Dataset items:
--------------------------------

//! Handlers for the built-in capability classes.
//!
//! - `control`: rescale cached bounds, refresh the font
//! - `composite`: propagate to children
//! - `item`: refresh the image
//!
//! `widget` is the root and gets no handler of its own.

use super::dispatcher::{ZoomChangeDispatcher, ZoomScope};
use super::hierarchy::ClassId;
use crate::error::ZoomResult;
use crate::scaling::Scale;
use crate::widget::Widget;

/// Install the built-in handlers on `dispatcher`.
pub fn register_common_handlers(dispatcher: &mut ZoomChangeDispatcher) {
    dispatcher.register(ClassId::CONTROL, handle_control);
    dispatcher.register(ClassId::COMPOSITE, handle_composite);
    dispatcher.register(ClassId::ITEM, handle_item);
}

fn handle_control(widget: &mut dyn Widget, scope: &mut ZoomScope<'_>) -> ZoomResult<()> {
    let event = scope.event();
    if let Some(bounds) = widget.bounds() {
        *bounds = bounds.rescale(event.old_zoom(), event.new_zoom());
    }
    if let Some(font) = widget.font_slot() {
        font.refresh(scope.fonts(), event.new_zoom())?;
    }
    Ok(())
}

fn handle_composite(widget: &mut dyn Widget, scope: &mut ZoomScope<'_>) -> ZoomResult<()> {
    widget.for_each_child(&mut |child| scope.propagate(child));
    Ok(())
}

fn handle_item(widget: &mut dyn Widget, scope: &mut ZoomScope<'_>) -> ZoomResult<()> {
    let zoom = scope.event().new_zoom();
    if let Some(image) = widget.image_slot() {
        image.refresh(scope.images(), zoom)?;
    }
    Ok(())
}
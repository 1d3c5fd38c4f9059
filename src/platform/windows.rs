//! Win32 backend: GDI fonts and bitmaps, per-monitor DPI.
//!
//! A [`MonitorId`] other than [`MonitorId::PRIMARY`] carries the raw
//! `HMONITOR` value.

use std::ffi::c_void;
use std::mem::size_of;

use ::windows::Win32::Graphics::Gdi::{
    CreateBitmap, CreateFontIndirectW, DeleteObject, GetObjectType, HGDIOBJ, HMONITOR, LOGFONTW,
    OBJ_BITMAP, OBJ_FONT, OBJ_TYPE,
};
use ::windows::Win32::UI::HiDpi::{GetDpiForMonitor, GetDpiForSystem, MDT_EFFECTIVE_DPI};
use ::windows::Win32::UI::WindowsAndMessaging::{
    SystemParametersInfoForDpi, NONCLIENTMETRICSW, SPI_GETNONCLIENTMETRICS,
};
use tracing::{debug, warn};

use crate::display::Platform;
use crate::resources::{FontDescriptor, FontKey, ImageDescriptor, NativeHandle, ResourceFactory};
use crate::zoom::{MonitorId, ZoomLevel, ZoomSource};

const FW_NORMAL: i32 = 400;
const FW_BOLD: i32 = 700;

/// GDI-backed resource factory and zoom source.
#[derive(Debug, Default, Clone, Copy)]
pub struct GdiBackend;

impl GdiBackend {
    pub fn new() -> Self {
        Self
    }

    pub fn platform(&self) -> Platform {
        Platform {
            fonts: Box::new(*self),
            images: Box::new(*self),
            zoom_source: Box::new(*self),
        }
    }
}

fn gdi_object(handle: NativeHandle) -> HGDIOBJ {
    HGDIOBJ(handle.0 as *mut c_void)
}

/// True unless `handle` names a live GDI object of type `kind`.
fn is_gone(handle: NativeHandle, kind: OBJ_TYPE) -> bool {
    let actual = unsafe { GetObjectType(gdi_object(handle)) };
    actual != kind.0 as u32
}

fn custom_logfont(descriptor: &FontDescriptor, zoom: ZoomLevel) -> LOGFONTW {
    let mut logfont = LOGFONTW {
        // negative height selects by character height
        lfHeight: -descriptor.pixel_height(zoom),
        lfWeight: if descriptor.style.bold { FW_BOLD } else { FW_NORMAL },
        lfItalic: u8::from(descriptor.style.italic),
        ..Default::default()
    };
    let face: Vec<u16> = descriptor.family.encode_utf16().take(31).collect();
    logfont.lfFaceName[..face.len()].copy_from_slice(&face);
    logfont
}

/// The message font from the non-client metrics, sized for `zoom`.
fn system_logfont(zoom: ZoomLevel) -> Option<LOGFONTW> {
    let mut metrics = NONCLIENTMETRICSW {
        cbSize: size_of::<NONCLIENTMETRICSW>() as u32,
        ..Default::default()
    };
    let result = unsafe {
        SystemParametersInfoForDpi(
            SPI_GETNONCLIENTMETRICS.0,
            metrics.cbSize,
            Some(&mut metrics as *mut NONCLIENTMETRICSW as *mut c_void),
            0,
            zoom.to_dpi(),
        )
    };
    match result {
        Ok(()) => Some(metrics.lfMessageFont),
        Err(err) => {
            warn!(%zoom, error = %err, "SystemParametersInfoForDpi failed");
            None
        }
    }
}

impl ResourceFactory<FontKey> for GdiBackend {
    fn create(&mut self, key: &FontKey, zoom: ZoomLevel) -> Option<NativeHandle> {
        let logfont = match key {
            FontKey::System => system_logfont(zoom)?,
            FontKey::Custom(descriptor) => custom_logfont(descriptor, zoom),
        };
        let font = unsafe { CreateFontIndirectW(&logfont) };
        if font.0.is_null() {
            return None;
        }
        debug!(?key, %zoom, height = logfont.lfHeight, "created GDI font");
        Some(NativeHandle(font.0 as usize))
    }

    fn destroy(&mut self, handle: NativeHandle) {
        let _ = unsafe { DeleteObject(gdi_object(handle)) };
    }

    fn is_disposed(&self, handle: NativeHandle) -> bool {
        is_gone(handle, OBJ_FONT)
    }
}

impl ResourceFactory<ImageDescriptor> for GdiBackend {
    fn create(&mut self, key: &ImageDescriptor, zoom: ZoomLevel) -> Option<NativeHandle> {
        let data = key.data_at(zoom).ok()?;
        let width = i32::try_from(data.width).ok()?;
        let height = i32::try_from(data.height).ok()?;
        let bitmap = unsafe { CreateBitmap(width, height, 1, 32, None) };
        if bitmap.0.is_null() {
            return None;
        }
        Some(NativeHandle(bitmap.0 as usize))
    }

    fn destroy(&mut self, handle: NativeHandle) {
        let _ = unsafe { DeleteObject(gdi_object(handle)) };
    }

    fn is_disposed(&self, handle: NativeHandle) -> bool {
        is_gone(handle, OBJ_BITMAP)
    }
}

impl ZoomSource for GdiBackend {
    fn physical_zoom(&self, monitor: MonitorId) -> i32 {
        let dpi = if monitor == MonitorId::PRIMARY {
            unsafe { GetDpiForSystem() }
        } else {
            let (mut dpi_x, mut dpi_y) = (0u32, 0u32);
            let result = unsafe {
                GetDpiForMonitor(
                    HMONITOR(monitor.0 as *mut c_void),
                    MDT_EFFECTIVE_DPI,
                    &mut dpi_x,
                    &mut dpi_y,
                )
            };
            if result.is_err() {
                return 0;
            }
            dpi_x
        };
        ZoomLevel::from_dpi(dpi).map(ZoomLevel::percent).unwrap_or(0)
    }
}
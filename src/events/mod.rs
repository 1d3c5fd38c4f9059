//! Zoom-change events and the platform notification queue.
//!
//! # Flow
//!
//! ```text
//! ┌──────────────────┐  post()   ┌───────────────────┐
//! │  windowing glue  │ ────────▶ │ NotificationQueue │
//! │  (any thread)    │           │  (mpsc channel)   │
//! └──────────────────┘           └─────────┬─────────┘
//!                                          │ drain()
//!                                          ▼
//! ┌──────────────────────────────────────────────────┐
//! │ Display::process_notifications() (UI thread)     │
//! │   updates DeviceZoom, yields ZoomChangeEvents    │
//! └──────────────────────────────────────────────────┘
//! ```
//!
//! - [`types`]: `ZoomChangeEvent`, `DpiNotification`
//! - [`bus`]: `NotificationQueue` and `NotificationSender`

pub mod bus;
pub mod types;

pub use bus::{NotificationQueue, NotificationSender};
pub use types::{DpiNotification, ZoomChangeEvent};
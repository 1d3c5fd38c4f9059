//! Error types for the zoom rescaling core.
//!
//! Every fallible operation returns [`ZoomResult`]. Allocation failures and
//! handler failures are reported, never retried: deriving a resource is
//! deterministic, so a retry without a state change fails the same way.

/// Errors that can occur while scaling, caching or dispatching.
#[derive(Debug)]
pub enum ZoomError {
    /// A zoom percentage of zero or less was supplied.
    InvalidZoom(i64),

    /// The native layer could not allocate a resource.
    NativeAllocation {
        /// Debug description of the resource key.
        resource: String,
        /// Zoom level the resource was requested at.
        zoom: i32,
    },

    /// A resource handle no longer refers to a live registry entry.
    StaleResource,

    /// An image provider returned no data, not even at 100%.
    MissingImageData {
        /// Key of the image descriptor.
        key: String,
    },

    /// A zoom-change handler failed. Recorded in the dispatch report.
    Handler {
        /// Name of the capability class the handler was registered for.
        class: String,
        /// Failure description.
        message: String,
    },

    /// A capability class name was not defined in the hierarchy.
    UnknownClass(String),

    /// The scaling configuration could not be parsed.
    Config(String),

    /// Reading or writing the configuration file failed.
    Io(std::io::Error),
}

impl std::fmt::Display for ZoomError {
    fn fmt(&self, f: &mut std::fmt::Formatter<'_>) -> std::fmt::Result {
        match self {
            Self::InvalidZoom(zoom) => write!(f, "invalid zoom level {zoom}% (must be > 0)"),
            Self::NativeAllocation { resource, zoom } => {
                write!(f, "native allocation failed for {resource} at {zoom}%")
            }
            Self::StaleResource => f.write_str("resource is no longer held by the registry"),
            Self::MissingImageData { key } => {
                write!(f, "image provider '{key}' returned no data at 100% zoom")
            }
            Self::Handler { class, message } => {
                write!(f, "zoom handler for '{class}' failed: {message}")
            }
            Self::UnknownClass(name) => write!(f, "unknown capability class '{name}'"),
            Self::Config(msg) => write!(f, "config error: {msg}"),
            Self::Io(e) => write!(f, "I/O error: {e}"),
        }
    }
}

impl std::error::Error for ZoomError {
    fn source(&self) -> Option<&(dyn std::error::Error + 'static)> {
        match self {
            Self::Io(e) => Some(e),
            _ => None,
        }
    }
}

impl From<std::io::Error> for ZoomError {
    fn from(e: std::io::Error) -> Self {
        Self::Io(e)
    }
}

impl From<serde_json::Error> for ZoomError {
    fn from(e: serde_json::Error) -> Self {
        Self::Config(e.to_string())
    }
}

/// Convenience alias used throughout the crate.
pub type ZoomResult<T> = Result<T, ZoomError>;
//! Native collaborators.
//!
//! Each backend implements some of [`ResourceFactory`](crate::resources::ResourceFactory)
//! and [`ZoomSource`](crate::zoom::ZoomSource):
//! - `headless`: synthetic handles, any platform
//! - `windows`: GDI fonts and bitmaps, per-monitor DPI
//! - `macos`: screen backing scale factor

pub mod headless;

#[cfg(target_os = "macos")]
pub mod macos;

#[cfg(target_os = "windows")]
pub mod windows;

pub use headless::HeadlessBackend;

--------------------------------

## WHAT IS EXPECTED
Show the lines of the records that include the string "returned".

## RESPONSE TO THE EXERCISE
    /// An image provider returned no data, not even at 100%.
                write!(f, "image provider '{key}' returned no data at 100% zoom")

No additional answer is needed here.